[Opening Data excerpts section]

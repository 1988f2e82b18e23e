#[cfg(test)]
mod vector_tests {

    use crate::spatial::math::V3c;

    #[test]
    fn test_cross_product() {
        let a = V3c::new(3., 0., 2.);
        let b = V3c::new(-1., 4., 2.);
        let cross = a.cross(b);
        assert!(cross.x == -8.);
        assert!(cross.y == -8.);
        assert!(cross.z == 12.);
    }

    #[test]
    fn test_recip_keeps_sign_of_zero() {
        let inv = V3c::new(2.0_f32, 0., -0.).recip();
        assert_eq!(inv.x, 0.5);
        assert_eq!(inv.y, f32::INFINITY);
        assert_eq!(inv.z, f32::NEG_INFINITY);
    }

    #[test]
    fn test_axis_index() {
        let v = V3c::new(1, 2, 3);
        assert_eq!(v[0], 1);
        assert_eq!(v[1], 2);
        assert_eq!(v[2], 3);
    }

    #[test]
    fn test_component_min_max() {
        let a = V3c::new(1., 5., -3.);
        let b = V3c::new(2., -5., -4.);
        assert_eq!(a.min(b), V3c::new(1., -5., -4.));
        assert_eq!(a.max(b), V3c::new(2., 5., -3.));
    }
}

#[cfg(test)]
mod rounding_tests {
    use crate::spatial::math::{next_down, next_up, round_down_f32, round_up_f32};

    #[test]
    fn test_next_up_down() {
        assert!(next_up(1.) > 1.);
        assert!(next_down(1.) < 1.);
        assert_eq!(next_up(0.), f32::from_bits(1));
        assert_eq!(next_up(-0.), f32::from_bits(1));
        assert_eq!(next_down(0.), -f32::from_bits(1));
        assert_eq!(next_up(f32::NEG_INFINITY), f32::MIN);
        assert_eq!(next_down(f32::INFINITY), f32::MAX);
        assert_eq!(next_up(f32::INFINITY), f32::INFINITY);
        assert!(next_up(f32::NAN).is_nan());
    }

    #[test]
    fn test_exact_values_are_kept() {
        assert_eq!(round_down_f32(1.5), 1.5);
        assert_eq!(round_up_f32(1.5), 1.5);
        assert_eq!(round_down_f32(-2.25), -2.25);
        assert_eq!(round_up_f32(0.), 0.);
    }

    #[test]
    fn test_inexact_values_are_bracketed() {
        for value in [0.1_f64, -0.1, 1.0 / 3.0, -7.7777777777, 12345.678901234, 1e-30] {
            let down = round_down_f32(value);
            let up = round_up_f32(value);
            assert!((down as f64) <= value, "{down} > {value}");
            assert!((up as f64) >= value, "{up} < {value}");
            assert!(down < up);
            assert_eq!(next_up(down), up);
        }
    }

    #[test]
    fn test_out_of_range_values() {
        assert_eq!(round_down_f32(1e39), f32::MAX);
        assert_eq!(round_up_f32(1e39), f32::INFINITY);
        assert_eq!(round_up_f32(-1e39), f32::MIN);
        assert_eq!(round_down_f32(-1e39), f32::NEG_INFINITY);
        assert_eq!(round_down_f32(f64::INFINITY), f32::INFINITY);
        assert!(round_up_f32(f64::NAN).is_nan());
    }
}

[Closing Data excerpts section]
[Opening Data excerpts section]

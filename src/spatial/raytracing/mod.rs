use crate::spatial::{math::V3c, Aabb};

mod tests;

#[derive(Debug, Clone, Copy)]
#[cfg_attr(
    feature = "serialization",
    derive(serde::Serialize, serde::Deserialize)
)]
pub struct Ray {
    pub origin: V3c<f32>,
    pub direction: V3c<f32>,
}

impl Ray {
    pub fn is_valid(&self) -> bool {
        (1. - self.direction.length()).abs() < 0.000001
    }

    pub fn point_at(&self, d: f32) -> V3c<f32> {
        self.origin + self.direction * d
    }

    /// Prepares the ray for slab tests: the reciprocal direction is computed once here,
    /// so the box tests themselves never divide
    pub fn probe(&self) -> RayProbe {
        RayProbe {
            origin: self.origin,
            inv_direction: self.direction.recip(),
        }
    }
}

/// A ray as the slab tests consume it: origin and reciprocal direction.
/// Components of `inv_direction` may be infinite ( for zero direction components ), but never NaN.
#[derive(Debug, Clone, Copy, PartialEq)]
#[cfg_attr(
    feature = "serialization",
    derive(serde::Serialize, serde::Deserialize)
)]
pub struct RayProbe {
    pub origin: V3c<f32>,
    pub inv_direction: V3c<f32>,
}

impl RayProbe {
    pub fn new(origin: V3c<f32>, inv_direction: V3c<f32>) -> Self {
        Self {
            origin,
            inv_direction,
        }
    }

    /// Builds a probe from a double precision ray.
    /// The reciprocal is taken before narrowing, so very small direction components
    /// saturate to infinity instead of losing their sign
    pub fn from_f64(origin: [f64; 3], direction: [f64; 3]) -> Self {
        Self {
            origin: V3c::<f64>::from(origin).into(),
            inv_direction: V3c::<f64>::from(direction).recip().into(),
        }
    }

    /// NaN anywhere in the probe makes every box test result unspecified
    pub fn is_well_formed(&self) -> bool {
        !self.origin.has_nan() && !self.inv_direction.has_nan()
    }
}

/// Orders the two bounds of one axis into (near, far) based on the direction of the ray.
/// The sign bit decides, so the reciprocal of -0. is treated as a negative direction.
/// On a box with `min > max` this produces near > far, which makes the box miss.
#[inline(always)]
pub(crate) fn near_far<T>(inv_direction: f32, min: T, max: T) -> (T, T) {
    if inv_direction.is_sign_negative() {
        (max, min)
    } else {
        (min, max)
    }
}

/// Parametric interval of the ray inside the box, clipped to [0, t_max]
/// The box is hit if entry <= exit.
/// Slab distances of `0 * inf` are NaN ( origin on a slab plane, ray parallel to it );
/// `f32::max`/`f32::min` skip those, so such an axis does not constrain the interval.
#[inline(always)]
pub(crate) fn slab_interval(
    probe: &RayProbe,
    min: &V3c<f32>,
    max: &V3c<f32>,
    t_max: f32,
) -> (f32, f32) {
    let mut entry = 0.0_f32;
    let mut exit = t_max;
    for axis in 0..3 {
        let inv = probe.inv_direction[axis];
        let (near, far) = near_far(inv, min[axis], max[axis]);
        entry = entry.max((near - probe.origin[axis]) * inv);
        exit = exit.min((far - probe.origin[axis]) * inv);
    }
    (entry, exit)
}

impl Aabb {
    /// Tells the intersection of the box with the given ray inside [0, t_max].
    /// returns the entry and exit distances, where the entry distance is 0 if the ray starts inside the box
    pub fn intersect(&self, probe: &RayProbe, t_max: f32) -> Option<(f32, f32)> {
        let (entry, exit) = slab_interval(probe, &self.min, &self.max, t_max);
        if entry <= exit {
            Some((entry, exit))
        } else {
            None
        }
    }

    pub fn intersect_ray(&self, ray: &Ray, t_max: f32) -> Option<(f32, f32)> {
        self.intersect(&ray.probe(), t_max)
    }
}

[Closing Data excerpts section]
[Opening Data excerpts section]

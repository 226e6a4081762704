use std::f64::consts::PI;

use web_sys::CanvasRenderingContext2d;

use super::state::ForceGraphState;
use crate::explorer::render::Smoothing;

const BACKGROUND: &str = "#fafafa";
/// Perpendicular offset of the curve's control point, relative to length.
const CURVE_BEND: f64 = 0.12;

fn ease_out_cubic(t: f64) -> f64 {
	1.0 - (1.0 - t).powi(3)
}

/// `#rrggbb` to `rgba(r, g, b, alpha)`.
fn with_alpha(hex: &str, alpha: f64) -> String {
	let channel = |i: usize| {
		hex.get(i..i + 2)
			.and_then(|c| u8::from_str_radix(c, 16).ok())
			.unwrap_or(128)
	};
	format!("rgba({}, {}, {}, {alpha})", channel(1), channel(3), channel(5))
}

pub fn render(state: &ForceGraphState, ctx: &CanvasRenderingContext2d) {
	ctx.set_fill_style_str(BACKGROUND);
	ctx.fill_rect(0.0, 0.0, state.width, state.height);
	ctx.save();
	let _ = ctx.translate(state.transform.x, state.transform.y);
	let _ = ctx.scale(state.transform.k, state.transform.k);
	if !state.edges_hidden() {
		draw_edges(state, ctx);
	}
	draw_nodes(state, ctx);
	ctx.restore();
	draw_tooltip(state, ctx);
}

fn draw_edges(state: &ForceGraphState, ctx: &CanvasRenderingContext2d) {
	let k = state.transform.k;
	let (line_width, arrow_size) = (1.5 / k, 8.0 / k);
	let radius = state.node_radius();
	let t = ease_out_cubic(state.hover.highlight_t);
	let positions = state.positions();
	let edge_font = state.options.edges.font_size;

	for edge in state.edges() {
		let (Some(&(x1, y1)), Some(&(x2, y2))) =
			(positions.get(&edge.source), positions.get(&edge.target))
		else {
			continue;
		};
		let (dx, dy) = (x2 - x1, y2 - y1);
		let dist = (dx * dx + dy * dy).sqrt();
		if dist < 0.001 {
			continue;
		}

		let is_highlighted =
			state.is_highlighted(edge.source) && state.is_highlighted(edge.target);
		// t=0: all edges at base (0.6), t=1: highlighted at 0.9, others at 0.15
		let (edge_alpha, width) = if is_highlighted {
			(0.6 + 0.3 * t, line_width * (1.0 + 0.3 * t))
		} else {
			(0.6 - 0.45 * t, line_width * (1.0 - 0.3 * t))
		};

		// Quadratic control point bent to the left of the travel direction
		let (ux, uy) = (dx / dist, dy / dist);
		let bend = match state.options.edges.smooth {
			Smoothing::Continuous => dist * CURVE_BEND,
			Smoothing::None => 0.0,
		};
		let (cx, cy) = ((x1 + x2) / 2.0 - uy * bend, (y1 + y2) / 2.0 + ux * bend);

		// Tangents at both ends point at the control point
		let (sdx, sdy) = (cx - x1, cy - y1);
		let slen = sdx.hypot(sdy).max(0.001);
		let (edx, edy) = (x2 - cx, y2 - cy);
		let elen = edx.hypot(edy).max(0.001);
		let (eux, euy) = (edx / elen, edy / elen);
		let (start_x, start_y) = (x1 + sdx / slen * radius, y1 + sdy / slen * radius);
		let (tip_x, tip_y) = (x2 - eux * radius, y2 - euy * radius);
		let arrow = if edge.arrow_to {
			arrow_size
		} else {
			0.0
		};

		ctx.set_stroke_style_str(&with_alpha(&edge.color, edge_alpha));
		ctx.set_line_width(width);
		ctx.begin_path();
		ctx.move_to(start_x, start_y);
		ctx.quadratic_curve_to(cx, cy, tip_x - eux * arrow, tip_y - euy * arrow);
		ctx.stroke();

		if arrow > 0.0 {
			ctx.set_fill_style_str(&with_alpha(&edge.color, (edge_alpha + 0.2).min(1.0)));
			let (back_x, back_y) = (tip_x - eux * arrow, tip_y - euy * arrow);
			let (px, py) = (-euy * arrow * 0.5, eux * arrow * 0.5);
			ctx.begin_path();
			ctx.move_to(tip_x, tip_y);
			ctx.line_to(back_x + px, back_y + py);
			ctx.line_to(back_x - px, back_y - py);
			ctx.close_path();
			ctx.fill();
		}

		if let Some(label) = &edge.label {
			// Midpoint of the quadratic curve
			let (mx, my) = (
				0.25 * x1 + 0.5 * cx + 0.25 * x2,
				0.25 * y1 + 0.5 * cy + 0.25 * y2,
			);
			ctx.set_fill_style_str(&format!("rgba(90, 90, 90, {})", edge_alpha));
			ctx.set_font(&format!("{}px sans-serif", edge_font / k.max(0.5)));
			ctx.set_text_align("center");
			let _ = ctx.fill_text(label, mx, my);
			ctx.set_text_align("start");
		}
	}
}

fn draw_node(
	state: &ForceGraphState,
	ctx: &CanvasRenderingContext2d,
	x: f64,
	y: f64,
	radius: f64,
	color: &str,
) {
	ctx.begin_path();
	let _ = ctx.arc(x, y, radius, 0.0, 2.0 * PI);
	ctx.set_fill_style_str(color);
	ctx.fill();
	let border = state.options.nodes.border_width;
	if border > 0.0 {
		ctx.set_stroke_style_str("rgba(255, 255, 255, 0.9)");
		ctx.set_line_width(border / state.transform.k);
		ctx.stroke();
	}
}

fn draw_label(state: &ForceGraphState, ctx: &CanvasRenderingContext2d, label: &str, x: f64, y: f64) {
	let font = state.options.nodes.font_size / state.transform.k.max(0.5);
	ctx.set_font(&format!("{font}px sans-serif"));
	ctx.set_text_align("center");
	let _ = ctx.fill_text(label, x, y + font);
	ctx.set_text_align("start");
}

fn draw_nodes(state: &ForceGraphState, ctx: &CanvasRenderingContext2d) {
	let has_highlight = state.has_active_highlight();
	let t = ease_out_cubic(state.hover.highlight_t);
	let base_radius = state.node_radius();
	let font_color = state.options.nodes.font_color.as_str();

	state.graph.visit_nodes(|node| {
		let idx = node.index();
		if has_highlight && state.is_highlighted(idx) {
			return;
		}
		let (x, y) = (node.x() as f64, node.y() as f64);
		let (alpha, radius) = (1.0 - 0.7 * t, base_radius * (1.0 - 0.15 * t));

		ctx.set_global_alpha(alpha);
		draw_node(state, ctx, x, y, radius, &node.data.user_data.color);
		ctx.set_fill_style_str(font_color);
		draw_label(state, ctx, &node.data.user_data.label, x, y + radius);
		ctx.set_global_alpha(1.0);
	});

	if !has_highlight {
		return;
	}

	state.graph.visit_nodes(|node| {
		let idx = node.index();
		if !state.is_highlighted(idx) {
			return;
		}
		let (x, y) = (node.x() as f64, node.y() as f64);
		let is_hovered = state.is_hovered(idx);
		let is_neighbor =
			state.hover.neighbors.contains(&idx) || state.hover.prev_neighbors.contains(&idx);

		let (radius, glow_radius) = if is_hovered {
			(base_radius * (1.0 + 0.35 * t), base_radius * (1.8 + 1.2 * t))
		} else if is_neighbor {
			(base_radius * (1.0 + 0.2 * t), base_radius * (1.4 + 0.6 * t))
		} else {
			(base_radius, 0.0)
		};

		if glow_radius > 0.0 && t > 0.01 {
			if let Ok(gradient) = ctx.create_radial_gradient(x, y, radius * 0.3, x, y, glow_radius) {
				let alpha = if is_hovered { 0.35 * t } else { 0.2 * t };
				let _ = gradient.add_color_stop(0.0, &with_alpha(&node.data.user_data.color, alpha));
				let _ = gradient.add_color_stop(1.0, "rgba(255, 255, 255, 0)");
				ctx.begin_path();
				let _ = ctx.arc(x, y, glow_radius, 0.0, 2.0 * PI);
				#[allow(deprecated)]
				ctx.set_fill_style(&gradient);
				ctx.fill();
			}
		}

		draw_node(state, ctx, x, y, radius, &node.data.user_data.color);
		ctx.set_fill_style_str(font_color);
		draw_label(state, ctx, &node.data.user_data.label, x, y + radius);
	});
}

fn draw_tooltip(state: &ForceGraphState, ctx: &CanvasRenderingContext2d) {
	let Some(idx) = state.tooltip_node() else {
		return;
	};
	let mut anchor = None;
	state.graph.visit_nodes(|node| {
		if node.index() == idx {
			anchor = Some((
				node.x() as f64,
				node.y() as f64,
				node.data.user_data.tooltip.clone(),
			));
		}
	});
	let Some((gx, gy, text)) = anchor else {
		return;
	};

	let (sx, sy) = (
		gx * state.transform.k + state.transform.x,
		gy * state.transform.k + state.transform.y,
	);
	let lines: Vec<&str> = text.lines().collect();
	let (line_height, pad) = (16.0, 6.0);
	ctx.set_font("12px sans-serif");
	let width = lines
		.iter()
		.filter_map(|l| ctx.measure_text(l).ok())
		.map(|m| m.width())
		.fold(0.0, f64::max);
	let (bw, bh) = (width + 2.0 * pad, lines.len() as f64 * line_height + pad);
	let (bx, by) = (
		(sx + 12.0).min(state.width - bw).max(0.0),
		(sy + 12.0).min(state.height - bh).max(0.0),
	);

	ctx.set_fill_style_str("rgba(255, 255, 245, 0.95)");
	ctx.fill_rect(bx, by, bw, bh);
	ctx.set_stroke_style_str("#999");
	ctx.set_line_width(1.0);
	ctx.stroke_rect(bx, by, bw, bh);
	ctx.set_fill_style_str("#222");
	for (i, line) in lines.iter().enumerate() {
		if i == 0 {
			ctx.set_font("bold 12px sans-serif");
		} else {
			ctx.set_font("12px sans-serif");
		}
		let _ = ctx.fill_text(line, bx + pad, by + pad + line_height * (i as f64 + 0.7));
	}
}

[Closing Data excerpts section]

◆ **Work request**: Look back at the entries above. Retype the line with "repository 1988f2e82b18e23e", the line with "assert_eq!(next_up(-0.), f32::from_bits(1));", and all lines in between.

◆ **Finished task**:
repository 1988f2e82b18e23e
#[cfg(test)]
mod vector_tests {

    use crate::spatial::math::V3c;

    #[test]
    fn test_cross_product() {
        let a = V3c::new(3., 0., 2.);
        let b = V3c::new(-1., 4., 2.);
        let cross = a.cross(b);
        assert!(cross.x == -8.);
        assert!(cross.y == -8.);
        assert!(cross.z == 12.);
    }

    #[test]
    fn test_recip_keeps_sign_of_zero() {
        let inv = V3c::new(2.0_f32, 0., -0.).recip();
        assert_eq!(inv.x, 0.5);
        assert_eq!(inv.y, f32::INFINITY);
        assert_eq!(inv.z, f32::NEG_INFINITY);
    }

    #[test]
    fn test_axis_index() {
        let v = V3c::new(1, 2, 3);
        assert_eq!(v[0], 1);
        assert_eq!(v[1], 2);
        assert_eq!(v[2], 3);
    }

    #[test]
    fn test_component_min_max() {
        let a = V3c::new(1., 5., -3.);
        let b = V3c::new(2., -5., -4.);
        assert_eq!(a.min(b), V3c::new(1., -5., -4.));
        assert_eq!(a.max(b), V3c::new(2., 5., -3.));
    }
}

#[cfg(test)]
mod rounding_tests {
    use crate::spatial::math::{next_down, next_up, round_down_f32, round_up_f32};

    #[test]
    fn test_next_up_down() {
        assert!(next_up(1.) > 1.);
        assert!(next_down(1.) < 1.);
        assert_eq!(next_up(0.), f32::from_bits(1));
        assert_eq!(next_up(-0.), f32::from_bits(1));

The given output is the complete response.